Up early today to get to the studios and appear on Mike Georges show here is my script for today
I
picked up the phone the voice at the other end told me that dad who had
been in and out of hospital for months, and in failing health somewhat longer
than that, was now dying.It was not unexpected news and yet I was surprised to
find myself feeling strangely shocked.
It
was a hot July day, my heart beating faster than usual I dashed over to
the hospice hoping that I would be in time
The
journey took less than 15 minutes but when I arrived I was greeted with the
news that he had died,minutes before Even though I had seen him very recently I
felt distraught If only I had been there a short time earlier.
On
reflection, I guess that’s how dad would have wanted it to be. We had said
our goodbyes I had told him that I loved him and the truth is He never did like
fuss especially when it came to his health. I can hear him say it now There is
nothing more boring for me to talk about and for you to hear than the story of
my illness
I
still have a self portrait he painted - in oil - grey hair ,casual jumper,
glasses on a face full of lines and character. I look at that
painting often and every time I do my heart aches a little.
We
had very different personalities. we had different beliefs, different
philosophies of life. When I was nineteen and told him I'd become a Christian
he said "Don't worry I was a communist for 6 months at your age"
We
didn't agree on very much but he was the only dad I will ever have and I loved
him and I guess I love him still.
So
today is Father’s Day.
For
many people it's quite rightly a day of celebration, with cards addressed to
the best dad in the world, presents of socks, ties, and aftershave.
Lunches and meals out.
At
our church we're having a brunch to celebrate Father’s day.. and why wouldn't
we? It’s worth celebrating our dads just as much as Mothering Sunday celebrates
our mums.
And
yet …I will also think today about those who have not
got a dad (or perhaps have never even known their dad).
Those dads
who've lost children, or lost touch with their children - those men who
would love to have had children but for whatever reason - have not.

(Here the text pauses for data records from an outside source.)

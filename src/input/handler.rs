use crossterm::event::{KeyCode, KeyEvent, KeyModifiers};

use crate::platform::Buttons;

#[derive(Debug, Clone, PartialEq, Eq)]
pub enum KeyAction {
    Press(Buttons),
    Quit,
    None,
}

/// Maps terminal keys onto controller buttons
pub struct InputHandler;

impl InputHandler {
    pub fn new() -> Self {
        Self
    }

    pub fn handle_key_event(&self, key: KeyEvent) -> KeyAction {
        // Raw mode swallows SIGINT, so Ctrl+C arrives as a key
        if key.modifiers.contains(KeyModifiers::CONTROL) && key.code == KeyCode::Char('c') {
            return KeyAction::Quit;
        }

        match key.code {
            // D-pad - Arrow keys
            KeyCode::Up => KeyAction::Press(Buttons::UP),
            KeyCode::Down => KeyAction::Press(Buttons::DOWN),
            KeyCode::Left => KeyAction::Press(Buttons::LEFT),
            KeyCode::Right => KeyAction::Press(Buttons::RIGHT),

            // D-pad - WASD
            KeyCode::Char('w') | KeyCode::Char('W') => KeyAction::Press(Buttons::UP),
            KeyCode::Char('s') | KeyCode::Char('S') => KeyAction::Press(Buttons::DOWN),
            KeyCode::Char('a') | KeyCode::Char('A') => KeyAction::Press(Buttons::LEFT),
            KeyCode::Char('d') | KeyCode::Char('D') => KeyAction::Press(Buttons::RIGHT),

            // Face buttons
            KeyCode::Char('z') | KeyCode::Char('Z') => KeyAction::Press(Buttons::A),
            KeyCode::Char('x') | KeyCode::Char('X') => KeyAction::Press(Buttons::B),
            KeyCode::Enter => KeyAction::Press(Buttons::START),
            KeyCode::Backspace => KeyAction::Press(Buttons::SELECT),

            KeyCode::Char('q') | KeyCode::Char('Q') | KeyCode::Esc => KeyAction::Quit,

            _ => KeyAction::None,
        }
    }
}

impl Default for InputHandler {
    fn default() -> Self {
        Self::new()
    }
}
use serde::{Deserialize, Serialize};

use crate::platform::Buttons;

/// Direction the snake can move
#[derive(Debug, Clone, Copy, PartialEq, Eq, Hash, Serialize, Deserialize)]
pub enum Direction {
    Up,
    Right,
    Down,
    Left,
}

impl Direction {
    /// Returns the delta (dx, dy) for moving in this direction
    pub fn delta(&self) -> (i16, i16) {
        match self {
            Direction::Up => (0, -1),
            Direction::Right => (1, 0),
            Direction::Down => (0, 1),
            Direction::Left => (-1, 0),
        }
    }
}

/// Action derived from one frame of input
#[derive(Debug, Clone, Copy, PartialEq, Eq)]
pub enum Action {
    /// Latch a new direction
    Move(Direction),
    /// Keep the current direction
    Continue,
}

impl Action {
    /// Picks the first pressed direction in Up, Down, Left, Right order.
    /// Two opposite buttons held together resolve by that priority, not by
    /// which was pressed last.
    pub fn from_buttons(buttons: Buttons) -> Self {
        if buttons.contains(Buttons::UP) {
            Action::Move(Direction::Up)
        } else if buttons.contains(Buttons::DOWN) {
            Action::Move(Direction::Down)
        } else if buttons.contains(Buttons::LEFT) {
            Action::Move(Direction::Left)
        } else if buttons.contains(Buttons::RIGHT) {
            Action::Move(Direction::Right)
        } else {
            Action::Continue
        }
    }
}

impl From<Direction> for Action {
    fn from(direction: Direction) -> Self {
        Action::Move(direction)
    }
}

And I also think of those whose relationships with their dad was poor.
There is a
wonderful story Jesus told called the Prodigal Son.
It is a story
of a son who demands his inheritance, while his dad is still alive, takes the
money moves away from his family wastes it all ,ends up feeding the pigs
eventually he swallows his pride decides to go home to see his dad expecting he
will never really be forgiven or accepted for what he has done.
But unbeknown
to the prodigal his dad has been searching for him every day he has been away,
and when he spots him a long way off he uninhibitedly runs towards
him throws his arm around him welcomes him home and then throws a great
party in celebration that his son has been found!
I don't know what your relationship with your dad is,
or was like, brilliant or bitter, I don't know whether Father’s day makes you
full of joy or makes you feel deeply sad, but I do know that each of us
has a Father in Heaven who loves us with a fierce and never ending love and
whoever we are and whatever is always there for us.